Feuille de route sud-africaine

Thabo Mbeki : «Il faut que le désarmement commence et que la Côte d’Ivoire soit réunifiée.» 

		(Photo : AFP)
Thabo Mbeki : «Il faut que le désarmement commence et que la Côte d’Ivoire soit réunifiée.»
(Photo : AFP)
Pendant cinq jours, d’Abidjan à Bouaké, le président sud-africain Thabo Mbeki a fait la promotion de sa «feuille de route pour la paix» auprès du président Gbagbo, de la rébellion des Forces nouvelles (FN) et de l’opposition non armée. Il assure que «toutes les parties se sont mises d'accord sur quatre propositions pour accélérer la mise oeuvre des accords de paix» de Marcoussis et d'Accra. Les anciens belligérants seraient disposés à régler «la question de l'article 35» sur les conditions d'éligibilité à la magistrature suprême, mais aussi à commencer les opérations de désarmement-démobilisation-réintégration des combattants (DDR). «Tous les ministres titulaires du gouvernement de réconciliation nationale doivent revenir à leur poste et exercer leur fonction normalement», indique également Thabo Mbéki qui annonce en outre que «des patrouilles conjointes entre les Forces armées nationales de Côte d’Ivoire (Fanci) et les casques bleus de l'Onuci» devraient permettre le retour de la sécurité à Abidjan.

«Il ne m'est pas possible de vous communiquer pour le moment le calendrier de ces propositions. Nous avons donné ce calendrier à tout le monde ce [lundi] matin, et nous aurons probablement une idée plus claire, plus tard pendant la semaine», souligne le président en exercice de l’Union africaine (UA) qui a fait en cinq jours le tour de la galaxie ivoirienne. Thabo Mbeki a en effet multiplié les entretiens in situ avec les représentants du pouvoir, du sommet de l’Etat, à la présidence de l’Assemblée nationale, en passant par le parti de Laurent Gbagbo, le Front patriotique ivoirien (FPI) et sa base patriote, mais aussi avec ceux de l’opposition armée et non armée restés au pays.

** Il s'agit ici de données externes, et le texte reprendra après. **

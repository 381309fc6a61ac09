#![warn(missing_docs)]
//! # Microbench
//!
//! Minimal micro-benchmarking helper: run a unit of work a fixed number of
//! times, time each run, and report the fastest, slowest and mean duration.
//!
//! - **Warmup**: 5 untimed calls before measuring (can be turned off)
//! - **Setup / cleanup**: optional, run once, never timed
//! - **Two modes**: `run_blocking()` for plain closures, `run().await` for async work
//! - **Progress**: leveled notifications through a pluggable sink (`tracing` by default)
//! - **Fail fast**: the first error from any step is returned unchanged
//!
//! ## Quick Start
//!
//! ```no_run
//! use microbench::prelude::*;
//!
//! fn main() -> anyhow::Result<()> {
//!     microbench::init_logging(false);
//!
//!     let mut runner = Runner::blocking("sum", || {
//!         std::hint::black_box((0..1_000u64).sum::<u64>());
//!         Ok(())
//!     })
//!     .count(50)
//!     .build()?;
//!
//!     let results = runner.run_blocking()?;
//!     println!("{results}");
//!     Ok(())
//! }
//! ```
//!
//! ## Async Work
//!
//! ```ignore
//! let mut runner = Runner::suspending("sleep", || async {
//!     tokio::time::sleep(Duration::from_millis(1)).await;
//!     Ok(())
//! })
//! .build()?;
//! let results = runner.run().await?;
//! ```

// Re-export core types
pub use microbench_core::{
    AsyncWork, BenchError, BenchmarkConfig, BlockingWork, CONFIG_FILE_NAME, DEFAULT_COUNT,
    FileConfig, NullSink, ProgressLevel, ProgressSink, RecordingSink, Runner, RunnerBuilder,
    RunnerDefaults, Timer, TracingSink, WARMUP_ITERATIONS, WorkItem,
};

// Re-export stats
pub use microbench_stats::{
    ResultSet, StatsError, Summary, format_duration, format_micros, generate_json_summary,
};

/// Prelude for convenient imports
pub mod prelude {
    pub use crate::{ProgressLevel, ProgressSink, ResultSet, Runner};
}

/// Install a `tracing` subscriber that prints progress notifications.
///
/// `verbose` raises the default filter from `info` to `debug` (phase
/// boundaries). The `microbench` target prefix also covers `microbench_core`.
/// `RUST_LOG` overrides both. Does nothing if a global subscriber is already set.
pub fn init_logging(verbose: bool) {
    let default = if verbose {
        "microbench=debug"
    } else {
        "microbench=info"
    };
    let filter = tracing_subscriber::EnvFilter::try_from_default_env()
        .unwrap_or_else(|_| tracing_subscriber::EnvFilter::new(default));

    let _ = tracing_subscriber::fmt().with_env_filter(filter).try_init();
}
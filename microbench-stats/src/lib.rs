#![warn(missing_docs)]
//! Microbench Statistics
//!
//! Holds the outcome of a benchmark run:
//! - `ResultSet`: immutable, sorted per-run durations (microseconds)
//! - Derived minimum (`bottom`), maximum (`peak`) and exact mean (`average`)
//! - `H:MM:SS.ffffff` duration rendering
//! - Serializable `Summary` snapshot with JSON output

mod formatting;
mod result_set;
mod summary;

pub use formatting::{format_duration, format_micros};
pub use result_set::ResultSet;
pub use summary::{Summary, generate_json_summary};

/// Errors raised while building statistics
#[derive(Debug, thiserror::Error)]
pub enum StatsError {
    /// A result set needs at least one measurement
    #[error("cannot build a result set from zero measurements")]
    EmptyResultSet,
}
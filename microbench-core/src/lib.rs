#![warn(missing_docs)]
//! Microbench Core - Timing Engine
//!
//! This crate provides the execution side of microbench:
//! - `Runner`: setup → warmup → timed loop → cleanup, blocking or async
//! - `WorkItem` with blocking (`BlockingWork`) and suspending (`AsyncWork`) flavours
//! - `Timer` built on the monotonic clock, microsecond resolution
//! - `ProgressSink` for leveled progress messages (`TracingSink` by default)
//! - `microbench.toml` configuration discovery

mod config;
mod measure;
mod progress;
mod runner;
mod work;

pub use config::{
    BenchmarkConfig, CONFIG_FILE_NAME, DEFAULT_COUNT, FileConfig, RunnerDefaults,
    WARMUP_ITERATIONS,
};
pub use measure::Timer;
pub use progress::{NullSink, ProgressLevel, ProgressSink, RecordingSink, TracingSink};
pub use runner::{Runner, RunnerBuilder};
pub use work::{AsyncWork, BlockingWork, WorkItem};

/// Errors raised while configuring a benchmark
#[derive(Debug, thiserror::Error)]
pub enum BenchError {
    /// The iteration count must be strictly positive
    #[error("benchmark '{name}': count must be greater than zero (got {count})")]
    InvalidConfiguration {
        /// Benchmark name
        name: String,
        /// Rejected count
        count: usize,
    },
}
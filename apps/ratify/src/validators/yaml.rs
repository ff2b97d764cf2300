//! YAML syntax validation.

use crate::context::{ContextKind, RunContext};
use crate::models::Event;
use crate::report::Report;
use crate::validate::{Check, TargetCheck};
use serde::Deserialize;
use std::fs;

pub const YAML_SYNTAX: &str = "yaml-syntax";

pub struct YamlSyntax;

impl Check for YamlSyntax {
    fn name(&self) -> &str {
        YAML_SYNTAX
    }

    fn pattern(&self) -> Option<Vec<String>> {
        Some(vec!["**/*.yaml".into(), "**/*.yml".into()])
    }

    fn valid_in_context(&self, kind: ContextKind) -> bool {
        matches!(kind, ContextKind::Module | ContextKind::ControlRepo)
    }

    fn spinner_text(&self, targets: &[String]) -> String {
        format!("Checking YAML syntax ({} files)", targets.len())
    }
}

impl TargetCheck for YamlSyntax {
    fn validate_target(&self, report: &Report, ctx: &RunContext, target: &str) -> Option<i32> {
        let src = match fs::read_to_string(ctx.root.join(target)) {
            Ok(s) => s,
            Err(e) => {
                report.add_event(Event::error(YAML_SYNTAX, target, format!("Unable to read file: {}", e)));
                return Some(1);
            }
        };
        // Multi-document streams are valid; each document must parse.
        for doc in serde_yaml::Deserializer::from_str(&src) {
            if let Err(e) = serde_yaml::Value::deserialize(doc) {
                let loc = e.location();
                report.add_event(
                    Event::failure(YAML_SYNTAX, target, e.to_string()).with_location(
                        loc.as_ref().map(|l| l.line() as u64),
                        loc.as_ref().map(|l| l.column() as u64),
                    ),
                );
                return Some(1);
            }
        }
        report.add_event(Event::passed(YAML_SYNTAX, target));
        Some(0)
    }
}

Mbeki s'inquiète du silence du Premier ministre

Venu à Abidjan armé d’une «feuille de route pour la paix» plutôt légaliste, Thabo Mbeki s’est inquiété de l’absence et du silence, ces dernières semaines, du Premier ministre de la «réconciliation nationale», Seydou Diarra. Avant sa tournée en Côte d’Ivoire, il avait reçu à Pretoria le chef du Rassemblement des républicains (RDR), Alassane Ouattara. Et dimanche, il s’est rendu dans le fief de l’ancienne rébellion des Forces nouvelles (FN).

Avant d’entendre l’opposition ivoirienne, le président sud-africain était déjà venu à Abidjan prendre le pouls de son pair ivoirien, le 9 novembre, au moment des événements de l’hôtel Ivoire aujourd’hui reprochés à l’armée française. Celle-ci plaide désormais la manipulation, accusant le pouvoir d’avoir joué la provocation pour tenter d’édifier Thabo Mbeki sur la brutalité de la répression française en terre africaine. De leur côté, les «patriotes» ivoiriens ont, en tout cas, réussi à convaincre une partie non-négligeable de l’opinion sud-africaine de la nécessité, selon eux, de rompre avec la France «coloniale». Rien de tout cela n’est indifférent à la suite de la médiation sud-africaine, si panafricaine soit-elle. C’est du moins visiblement le sentiment des Ivoiriens qui ont cherché à donner une certaine image d’eux-même à Thabo Mbeki.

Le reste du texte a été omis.